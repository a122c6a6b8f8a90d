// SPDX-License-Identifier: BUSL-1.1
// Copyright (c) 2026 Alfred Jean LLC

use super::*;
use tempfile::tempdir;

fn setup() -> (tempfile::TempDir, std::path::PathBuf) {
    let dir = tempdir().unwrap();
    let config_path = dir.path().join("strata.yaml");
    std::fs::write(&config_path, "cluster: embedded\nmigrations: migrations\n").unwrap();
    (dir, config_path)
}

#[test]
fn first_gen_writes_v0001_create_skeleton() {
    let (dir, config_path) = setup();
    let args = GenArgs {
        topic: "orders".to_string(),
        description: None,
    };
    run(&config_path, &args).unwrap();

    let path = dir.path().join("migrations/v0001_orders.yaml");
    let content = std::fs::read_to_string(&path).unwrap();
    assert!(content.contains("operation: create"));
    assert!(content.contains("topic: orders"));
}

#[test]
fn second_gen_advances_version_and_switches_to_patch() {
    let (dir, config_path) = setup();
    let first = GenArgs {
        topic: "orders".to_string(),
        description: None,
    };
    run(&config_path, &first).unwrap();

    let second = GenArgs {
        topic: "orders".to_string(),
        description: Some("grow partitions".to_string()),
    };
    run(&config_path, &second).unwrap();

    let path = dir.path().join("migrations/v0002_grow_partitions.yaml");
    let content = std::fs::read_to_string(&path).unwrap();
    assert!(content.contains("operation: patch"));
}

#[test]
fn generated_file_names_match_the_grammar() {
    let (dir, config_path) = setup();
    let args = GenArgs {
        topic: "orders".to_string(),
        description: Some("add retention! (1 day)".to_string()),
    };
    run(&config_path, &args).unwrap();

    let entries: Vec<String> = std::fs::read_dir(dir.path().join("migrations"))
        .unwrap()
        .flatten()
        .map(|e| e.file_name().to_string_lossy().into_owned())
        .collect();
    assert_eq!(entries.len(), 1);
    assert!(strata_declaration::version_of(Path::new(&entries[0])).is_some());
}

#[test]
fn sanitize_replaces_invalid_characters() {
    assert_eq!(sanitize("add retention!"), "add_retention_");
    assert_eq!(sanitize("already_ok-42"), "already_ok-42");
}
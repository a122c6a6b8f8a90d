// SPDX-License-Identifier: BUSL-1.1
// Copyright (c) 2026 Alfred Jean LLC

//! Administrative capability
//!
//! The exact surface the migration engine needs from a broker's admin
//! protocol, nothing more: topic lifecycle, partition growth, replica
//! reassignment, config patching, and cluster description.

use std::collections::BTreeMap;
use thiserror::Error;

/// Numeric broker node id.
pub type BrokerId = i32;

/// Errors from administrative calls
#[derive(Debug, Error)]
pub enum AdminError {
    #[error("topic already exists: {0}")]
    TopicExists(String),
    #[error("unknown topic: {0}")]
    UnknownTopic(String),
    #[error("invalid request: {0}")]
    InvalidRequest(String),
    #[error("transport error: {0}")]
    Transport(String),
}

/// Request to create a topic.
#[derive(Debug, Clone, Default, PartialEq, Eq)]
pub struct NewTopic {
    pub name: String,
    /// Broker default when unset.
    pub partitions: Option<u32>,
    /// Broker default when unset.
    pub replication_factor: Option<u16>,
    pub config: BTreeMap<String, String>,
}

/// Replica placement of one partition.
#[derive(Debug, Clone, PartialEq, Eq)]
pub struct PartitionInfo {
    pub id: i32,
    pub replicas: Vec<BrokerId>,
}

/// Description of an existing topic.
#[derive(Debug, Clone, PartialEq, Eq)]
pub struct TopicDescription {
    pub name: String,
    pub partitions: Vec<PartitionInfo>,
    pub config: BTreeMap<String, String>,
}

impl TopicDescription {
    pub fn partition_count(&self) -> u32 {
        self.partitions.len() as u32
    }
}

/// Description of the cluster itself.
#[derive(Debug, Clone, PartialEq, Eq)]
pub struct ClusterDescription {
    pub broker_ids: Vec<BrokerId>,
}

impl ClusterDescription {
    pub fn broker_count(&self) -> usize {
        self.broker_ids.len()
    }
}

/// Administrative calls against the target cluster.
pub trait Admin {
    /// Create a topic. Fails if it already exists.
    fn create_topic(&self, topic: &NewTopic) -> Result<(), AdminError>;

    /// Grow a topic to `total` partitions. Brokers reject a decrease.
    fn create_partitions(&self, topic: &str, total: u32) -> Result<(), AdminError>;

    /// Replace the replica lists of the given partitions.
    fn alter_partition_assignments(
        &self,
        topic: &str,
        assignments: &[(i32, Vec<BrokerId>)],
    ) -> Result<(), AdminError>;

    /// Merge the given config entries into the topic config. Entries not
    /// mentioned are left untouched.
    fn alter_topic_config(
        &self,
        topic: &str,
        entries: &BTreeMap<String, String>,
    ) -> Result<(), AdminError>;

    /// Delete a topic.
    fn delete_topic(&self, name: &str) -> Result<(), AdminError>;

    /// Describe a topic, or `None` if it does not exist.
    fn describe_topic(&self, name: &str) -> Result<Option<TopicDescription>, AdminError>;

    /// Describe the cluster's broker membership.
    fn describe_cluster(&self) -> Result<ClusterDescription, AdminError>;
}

[The problem] Pull every line containing the word "operation" out of the entries above.

[Reply to the exercise]
    assert!(content.contains("operation: create"));
    assert!(content.contains("operation: patch"));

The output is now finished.